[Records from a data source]
//! Filesystem configuration.

use std::path::PathBuf;

/// Default inode table capacity (ids issued over the process lifetime).
pub const DEFAULT_MAX_INODES: usize = 4096;

/// Default per-directory child capacity.
pub const DEFAULT_MAX_CHILDREN: usize = 1024;

/// Default path length limit in bytes.
pub const DEFAULT_MAX_PATH: usize = 256;

/// Default name length limit in bytes.
pub const DEFAULT_MAX_NAME: usize = 255;

/// Capacity limits and backing location for one filesystem instance.
///
/// Limits are policy: exceeding one is a reported error, never a truncation.
#[derive(Debug, Clone)]
pub struct FsConfig {
    /// Directory holding one flat backing file per regular inode.
    pub backing_root: PathBuf,
    /// Maximum inode ids issued over the instance lifetime.
    pub max_inodes: usize,
    /// Maximum entries in one directory.
    pub max_children: usize,
    /// Maximum path length in bytes.
    pub max_path: usize,
    /// Maximum name length in bytes.
    pub max_name: usize,
}

impl FsConfig {
    /// Configuration with default limits for the given backing root.
    pub fn new(backing_root: impl Into<PathBuf>) -> Self {
        Self {
            backing_root: backing_root.into(),
            max_inodes: DEFAULT_MAX_INODES,
            max_children: DEFAULT_MAX_CHILDREN,
            max_path: DEFAULT_MAX_PATH,
            max_name: DEFAULT_MAX_NAME,
        }
    }

    /// Override the inode table capacity.
    pub fn with_max_inodes(mut self, max: usize) -> Self {
        self.max_inodes = max;
        self
    }

    /// Override the per-directory child capacity.
    pub fn with_max_children(mut self, max: usize) -> Self {
        self.max_children = max;
        self
    }

    /// Override the path length limit.
    pub fn with_max_path(mut self, max: usize) -> Self {
        self.max_path = max;
        self
    }

    /// Override the name length limit.
    pub fn with_max_name(mut self, max: usize) -> Self {
        self.max_name = max;
        self
    }
}

#[cfg(test)]
mod tests {
    use super::*;

    #[test]
    fn test_defaults() {
        let cfg = FsConfig::new("/tmp/backing");
        assert_eq!(cfg.max_inodes, 4096);
        assert_eq!(cfg.max_children, 1024);
        assert_eq!(cfg.max_path, 256);
        assert_eq!(cfg.max_name, 255);
        assert_eq!(cfg.backing_root, PathBuf::from("/tmp/backing"));
    }

    #[test]
    fn test_builder_overrides() {
        let cfg = FsConfig::new("/tmp/backing")
            .with_max_inodes(8)
            .with_max_children(2)
            .with_max_path(64)
            .with_max_name(16);
        assert_eq!(cfg.max_inodes, 8);
        assert_eq!(cfg.max_children, 2);
        assert_eq!(cfg.max_path, 64);
        assert_eq!(cfg.max_name, 16);
    }
}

Work instruction.
Every record must appear in the answer exactly as it appears above.

Exercise solution.
//! Filesystem configuration.

use std::path::PathBuf;

/// Default inode table capacity (ids issued over the process lifetime).
pub const DEFAULT_MAX_INODES: usize = 4096;

/// Default per-directory child capacity.
pub const DEFAULT_MAX_CHILDREN: usize = 1024;

/// Default path length limit in bytes.
pub const DEFAULT_MAX_PATH: usize = 256;

/// Default name length limit in bytes.
pub const DEFAULT_MAX_NAME: usize = 255;

/// Capacity limits and backing location for one filesystem instance.
///
/// Limits are policy: exceeding one is a reported error, never a truncation.
#[derive(Debug, Clone)]
pub struct FsConfig {
    /// Directory holding one flat backing file per regular inode.
    pub backing_root: PathBuf,
    /// Maximum inode ids issued over the instance lifetime.
    pub max_inodes: usize,
    /// Maximum entries in one directory.
    pub max_children: usize,
    /// Maximum path length in bytes.
    pub max_path: usize,
    /// Maximum name length in bytes.
    pub max_name: usize,
}

impl FsConfig {
    /// Configuration with default limits for the given backing root.
    pub fn new(backing_root: impl Into<PathBuf>) -> Self {
        Self {
            backing_root: backing_root.into(),
            max_inodes: DEFAULT_MAX_INODES,
            max_children: DEFAULT_MAX_CHILDREN,
            max_path: DEFAULT_MAX_PATH,
            max_name: DEFAULT_MAX_NAME,
        }
    }

    /// Override the inode table capacity.
    pub fn with_max_inodes(mut self, max: usize) -> Self {
        self.max_inodes = max;
        self
    }

    /// Override the per-directory child capacity.
    pub fn with_max_children(mut self, max: usize) -> Self {
        self.max_children = max;
        self
    }

    /// Override the path length limit.
    pub fn with_max_path(mut self, max: usize) -> Self {
        self.max_path = max;
        self
    }

    /// Override the name length limit.
    pub fn with_max_name(mut self, max: usize) -> Self {
        self.max_name = max;
        self
    }
}

#[cfg(test)]
mod tests {
    use super::*;

    #[test]
    fn test_defaults() {
        let cfg = FsConfig::new("/tmp/backing");
        assert_eq!(cfg.max_inodes, 4096);
        assert_eq!(cfg.max_children, 1024);
        assert_eq!(cfg.max_path, 256);
        assert_eq!(cfg.max_name, 255);
        assert_eq!(cfg.backing_root, PathBuf::from("/tmp/backing"));
    }

    #[test]
    fn test_builder_overrides() {
        let cfg = FsConfig::new("/tmp/backing")
            .with_max_inodes(8)
            .with_max_children(2)
            .with_max_path(64)
            .with_max_name(16);
        assert_eq!(cfg.max_inodes, 8);
        assert_eq!(cfg.max_children, 2);
        assert_eq!(cfg.max_path, 64);
        assert_eq!(cfg.max_name, 16);
    }
}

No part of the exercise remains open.